### [Task to carry out]
Output every record word for word.

### [Material provided]
—————

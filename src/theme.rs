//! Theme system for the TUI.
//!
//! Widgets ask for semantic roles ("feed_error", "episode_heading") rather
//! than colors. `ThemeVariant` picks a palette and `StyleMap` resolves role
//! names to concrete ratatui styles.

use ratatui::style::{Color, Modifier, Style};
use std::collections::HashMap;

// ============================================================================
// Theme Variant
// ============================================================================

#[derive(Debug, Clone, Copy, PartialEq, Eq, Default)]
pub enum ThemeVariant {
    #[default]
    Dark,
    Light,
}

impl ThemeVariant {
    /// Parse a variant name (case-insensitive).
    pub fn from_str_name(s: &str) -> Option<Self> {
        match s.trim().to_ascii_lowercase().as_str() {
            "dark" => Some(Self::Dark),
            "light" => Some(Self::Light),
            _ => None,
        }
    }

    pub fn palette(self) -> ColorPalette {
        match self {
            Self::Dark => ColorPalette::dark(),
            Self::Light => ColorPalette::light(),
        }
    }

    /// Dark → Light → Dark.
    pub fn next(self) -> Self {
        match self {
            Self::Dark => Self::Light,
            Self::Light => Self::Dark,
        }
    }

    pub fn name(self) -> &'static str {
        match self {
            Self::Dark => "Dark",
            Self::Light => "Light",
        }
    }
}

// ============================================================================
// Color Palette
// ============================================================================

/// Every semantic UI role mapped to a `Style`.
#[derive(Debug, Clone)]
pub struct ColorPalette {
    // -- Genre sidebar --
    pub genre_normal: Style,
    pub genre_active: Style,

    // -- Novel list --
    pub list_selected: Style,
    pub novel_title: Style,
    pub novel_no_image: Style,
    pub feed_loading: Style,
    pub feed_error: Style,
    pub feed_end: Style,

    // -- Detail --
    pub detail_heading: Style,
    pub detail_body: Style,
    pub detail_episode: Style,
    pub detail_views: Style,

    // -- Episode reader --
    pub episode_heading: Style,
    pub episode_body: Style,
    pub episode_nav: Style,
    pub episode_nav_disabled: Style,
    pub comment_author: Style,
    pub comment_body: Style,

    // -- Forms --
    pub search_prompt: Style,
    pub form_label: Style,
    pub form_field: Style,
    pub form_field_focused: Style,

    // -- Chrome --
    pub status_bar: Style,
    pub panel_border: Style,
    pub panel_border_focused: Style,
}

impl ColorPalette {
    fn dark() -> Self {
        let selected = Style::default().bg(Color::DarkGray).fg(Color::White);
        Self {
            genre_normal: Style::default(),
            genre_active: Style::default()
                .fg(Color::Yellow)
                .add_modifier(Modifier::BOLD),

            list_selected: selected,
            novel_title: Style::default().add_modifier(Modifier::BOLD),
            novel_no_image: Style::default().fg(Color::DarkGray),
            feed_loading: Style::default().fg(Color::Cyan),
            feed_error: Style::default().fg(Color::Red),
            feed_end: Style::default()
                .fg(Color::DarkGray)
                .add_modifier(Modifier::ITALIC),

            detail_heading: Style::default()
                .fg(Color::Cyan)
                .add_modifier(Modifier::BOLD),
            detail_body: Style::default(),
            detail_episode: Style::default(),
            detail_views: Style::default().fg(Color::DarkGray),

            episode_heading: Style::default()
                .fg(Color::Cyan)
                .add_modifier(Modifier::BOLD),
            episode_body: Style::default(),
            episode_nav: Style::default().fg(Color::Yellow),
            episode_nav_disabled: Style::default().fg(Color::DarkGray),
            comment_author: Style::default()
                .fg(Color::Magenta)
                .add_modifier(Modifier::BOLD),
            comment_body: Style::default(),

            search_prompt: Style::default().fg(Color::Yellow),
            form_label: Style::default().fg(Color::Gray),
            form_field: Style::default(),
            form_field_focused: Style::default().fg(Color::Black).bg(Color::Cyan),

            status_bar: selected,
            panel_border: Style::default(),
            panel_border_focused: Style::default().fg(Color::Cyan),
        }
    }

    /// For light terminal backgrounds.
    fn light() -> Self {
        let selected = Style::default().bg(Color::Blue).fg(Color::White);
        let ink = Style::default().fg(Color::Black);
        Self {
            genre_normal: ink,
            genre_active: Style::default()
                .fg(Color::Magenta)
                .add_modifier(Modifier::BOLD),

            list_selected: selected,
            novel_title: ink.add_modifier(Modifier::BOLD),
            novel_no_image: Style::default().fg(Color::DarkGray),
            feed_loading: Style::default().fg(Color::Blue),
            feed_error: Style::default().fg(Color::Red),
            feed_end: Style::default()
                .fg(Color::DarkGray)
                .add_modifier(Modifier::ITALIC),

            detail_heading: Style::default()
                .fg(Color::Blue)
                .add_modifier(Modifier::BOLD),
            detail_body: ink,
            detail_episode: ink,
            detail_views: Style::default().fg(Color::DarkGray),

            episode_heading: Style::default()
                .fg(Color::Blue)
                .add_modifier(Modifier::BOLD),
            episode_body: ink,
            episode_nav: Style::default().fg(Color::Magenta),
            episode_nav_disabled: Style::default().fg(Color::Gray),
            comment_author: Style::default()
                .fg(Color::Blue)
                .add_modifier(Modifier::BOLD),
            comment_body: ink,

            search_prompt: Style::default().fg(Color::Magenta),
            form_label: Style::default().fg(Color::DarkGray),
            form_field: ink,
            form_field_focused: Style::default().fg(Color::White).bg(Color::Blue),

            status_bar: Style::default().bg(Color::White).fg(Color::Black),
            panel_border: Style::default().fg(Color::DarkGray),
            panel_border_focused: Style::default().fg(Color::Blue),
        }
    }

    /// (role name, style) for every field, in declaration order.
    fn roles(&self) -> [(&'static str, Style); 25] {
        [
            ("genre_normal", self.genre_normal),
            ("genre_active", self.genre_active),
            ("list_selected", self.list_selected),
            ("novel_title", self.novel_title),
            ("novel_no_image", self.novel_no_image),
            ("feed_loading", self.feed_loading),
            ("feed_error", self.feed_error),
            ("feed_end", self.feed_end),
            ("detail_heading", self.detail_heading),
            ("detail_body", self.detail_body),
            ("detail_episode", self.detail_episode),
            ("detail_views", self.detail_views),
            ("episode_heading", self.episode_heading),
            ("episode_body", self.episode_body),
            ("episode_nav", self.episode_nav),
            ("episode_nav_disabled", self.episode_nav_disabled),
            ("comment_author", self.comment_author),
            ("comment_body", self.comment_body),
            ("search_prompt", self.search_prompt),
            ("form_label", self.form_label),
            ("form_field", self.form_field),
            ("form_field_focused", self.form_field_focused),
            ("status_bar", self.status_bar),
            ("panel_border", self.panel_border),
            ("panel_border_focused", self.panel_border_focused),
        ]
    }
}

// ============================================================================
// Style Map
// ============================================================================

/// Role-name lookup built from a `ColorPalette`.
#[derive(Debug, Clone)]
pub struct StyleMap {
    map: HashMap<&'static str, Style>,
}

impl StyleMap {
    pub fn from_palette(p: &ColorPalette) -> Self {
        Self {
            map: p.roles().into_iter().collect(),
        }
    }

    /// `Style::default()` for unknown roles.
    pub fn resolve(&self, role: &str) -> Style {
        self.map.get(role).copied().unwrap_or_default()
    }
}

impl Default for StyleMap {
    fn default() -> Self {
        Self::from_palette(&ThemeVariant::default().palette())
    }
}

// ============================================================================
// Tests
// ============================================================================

—————

### [The completed task]
filename src/theme.rs
//! Theme system for the TUI.
//!
//! Widgets ask for semantic roles ("feed_error", "episode_heading") rather
//! than colors. `ThemeVariant` picks a palette and `StyleMap` resolves role
//! names to concrete ratatui styles.

use ratatui::style::{Color, Modifier, Style};
use std::collections::HashMap;

// ============================================================================
// Theme Variant
// ============================================================================

#[derive(Debug, Clone, Copy, PartialEq, Eq, Default)]
pub enum ThemeVariant {
    #[default]
    Dark,
    Light,
}

impl ThemeVariant {
    /// Parse a variant name (case-insensitive).
    pub fn from_str_name(s: &str) -> Option<Self> {
        match s.trim().to_ascii_lowercase().as_str() {
            "dark" => Some(Self::Dark),
            "light" => Some(Self::Light),
            _ => None,
        }
    }

    pub fn palette(self) -> ColorPalette {
        match self {
            Self::Dark => ColorPalette::dark(),
            Self::Light => ColorPalette::light(),
        }
    }

    /// Dark → Light → Dark.
    pub fn next(self) -> Self {
        match self {
            Self::Dark => Self::Light,
            Self::Light => Self::Dark,
        }
    }

    pub fn name(self) -> &'static str {
        match self {
            Self::Dark => "Dark",
            Self::Light => "Light",
        }
    }
}

// ============================================================================
// Color Palette
// ============================================================================

/// Every semantic UI role mapped to a `Style`.
#[derive(Debug, Clone)]
pub struct ColorPalette {
    // -- Genre sidebar --
    pub genre_normal: Style,
    pub genre_active: Style,

    // -- Novel list --
    pub list_selected: Style,
    pub novel_title: Style,
    pub novel_no_image: Style,
    pub feed_loading: Style,
    pub feed_error: Style,
    pub feed_end: Style,

    // -- Detail --
    pub detail_heading: Style,
    pub detail_body: Style,
    pub detail_episode: Style,
    pub detail_views: Style,

    // -- Episode reader --
    pub episode_heading: Style,
    pub episode_body: Style,
    pub episode_nav: Style,
    pub episode_nav_disabled: Style,
    pub comment_author: Style,
    pub comment_body: Style,

    // -- Forms --
    pub search_prompt: Style,
    pub form_label: Style,
    pub form_field: Style,
    pub form_field_focused: Style,

    // -- Chrome --
    pub status_bar: Style,
    pub panel_border: Style,
    pub panel_border_focused: Style,
}

impl ColorPalette {
    fn dark() -> Self {
        let selected = Style::default().bg(Color::DarkGray).fg(Color::White);
        Self {
            genre_normal: Style::default(),
            genre_active: Style::default()
                .fg(Color::Yellow)
                .add_modifier(Modifier::BOLD),

            list_selected: selected,
            novel_title: Style::default().add_modifier(Modifier::BOLD),
            novel_no_image: Style::default().fg(Color::DarkGray),
            feed_loading: Style::default().fg(Color::Cyan),
            feed_error: Style::default().fg(Color::Red),
            feed_end: Style::default()
                .fg(Color::DarkGray)
                .add_modifier(Modifier::ITALIC),

            detail_heading: Style::default()
                .fg(Color::Cyan)
                .add_modifier(Modifier::BOLD),
            detail_body: Style::default(),
            detail_episode: Style::default(),
            detail_views: Style::default().fg(Color::DarkGray),

            episode_heading: Style::default()
                .fg(Color::Cyan)
                .add_modifier(Modifier::BOLD),
            episode_body: Style::default(),
            episode_nav: Style::default().fg(Color::Yellow),
            episode_nav_disabled: Style::default().fg(Color::DarkGray),
            comment_author: Style::default()
                .fg(Color::Magenta)
                .add_modifier(Modifier::BOLD),
            comment_body: Style::default(),

            search_prompt: Style::default().fg(Color::Yellow),
            form_label: Style::default().fg(Color::Gray),
            form_field: Style::default(),
            form_field_focused: Style::default().fg(Color::Black).bg(Color::Cyan),

            status_bar: selected,
            panel_border: Style::default(),
            panel_border_focused: Style::default().fg(Color::Cyan),
        }
    }

    /// For light terminal backgrounds.
    fn light() -> Self {
        let selected = Style::default().bg(Color::Blue).fg(Color::White);
        let ink = Style::default().fg(Color::Black);
        Self {
            genre_normal: ink,
            genre_active: Style::default()
                .fg(Color::Magenta)
                .add_modifier(Modifier::BOLD),

            list_selected: selected,
            novel_title: ink.add_modifier(Modifier::BOLD),
            novel_no_image: Style::default().fg(Color::DarkGray),
            feed_loading: Style::default().fg(Color::Blue),
            feed_error: Style::default().fg(Color::Red),
            feed_end: Style::default()
                .fg(Color::DarkGray)
                .add_modifier(Modifier::ITALIC),

            detail_heading: Style::default()
                .fg(Color::Blue)
                .add_modifier(Modifier::BOLD),
            detail_body: ink,
            detail_episode: ink,
            detail_views: Style::default().fg(Color::DarkGray),

            episode_heading: Style::default()
                .fg(Color::Blue)
                .add_modifier(Modifier::BOLD),
            episode_body: ink,
            episode_nav: Style::default().fg(Color::Magenta),
            episode_nav_disabled: Style::default().fg(Color::Gray),
            comment_author: Style::default()
                .fg(Color::Blue)
                .add_modifier(Modifier::BOLD),
            comment_body: ink,

            search_prompt: Style::default().fg(Color::Magenta),
            form_label: Style::default().fg(Color::DarkGray),
            form_field: ink,
            form_field_focused: Style::default().fg(Color::White).bg(Color::Blue),

            status_bar: Style::default().bg(Color::White).fg(Color::Black),
            panel_border: Style::default().fg(Color::DarkGray),
            panel_border_focused: Style::default().fg(Color::Blue),
        }
    }

    /// (role name, style) for every field, in declaration order.
    fn roles(&self) -> [(&'static str, Style); 25] {
        [
            ("genre_normal", self.genre_normal),
            ("genre_active", self.genre_active),
            ("list_selected", self.list_selected),
            ("novel_title", self.novel_title),
            ("novel_no_image", self.novel_no_image),
            ("feed_loading", self.feed_loading),
            ("feed_error", self.feed_error),
            ("feed_end", self.feed_end),
            ("detail_heading", self.detail_heading),
            ("detail_body", self.detail_body),
            ("detail_episode", self.detail_episode),
            ("detail_views", self.detail_views),
            ("episode_heading", self.episode_heading),
            ("episode_body", self.episode_body),
            ("episode_nav", self.episode_nav),
            ("episode_nav_disabled", self.episode_nav_disabled),
            ("comment_author", self.comment_author),
            ("comment_body", self.comment_body),
            ("search_prompt", self.search_prompt),
            ("form_label", self.form_label),
            ("form_field", self.form_field),
            ("form_field_focused", self.form_field_focused),
            ("status_bar", self.status_bar),
            ("panel_border", self.panel_border),
            ("panel_border_focused", self.panel_border_focused),
        ]
    }
}

// ============================================================================
// Style Map
// ============================================================================

/// Role-name lookup built from a `ColorPalette`.
#[derive(Debug, Clone)]
pub struct StyleMap {
    map: HashMap<&'static str, Style>,
}

impl StyleMap {
    pub fn from_palette(p: &ColorPalette) -> Self {
        Self {
            map: p.roles().into_iter().collect(),
        }
    }

    /// `Style::default()` for unknown roles.
    pub fn resolve(&self, role: &str) -> Style {
        self.map.get(role).copied().unwrap_or_default()
    }
}

impl Default for StyleMap {
    fn default() -> Self {
        Self::from_palette(&ThemeVariant::default().palette())
    }
}

// ============================================================================
// Tests
// ============================================================================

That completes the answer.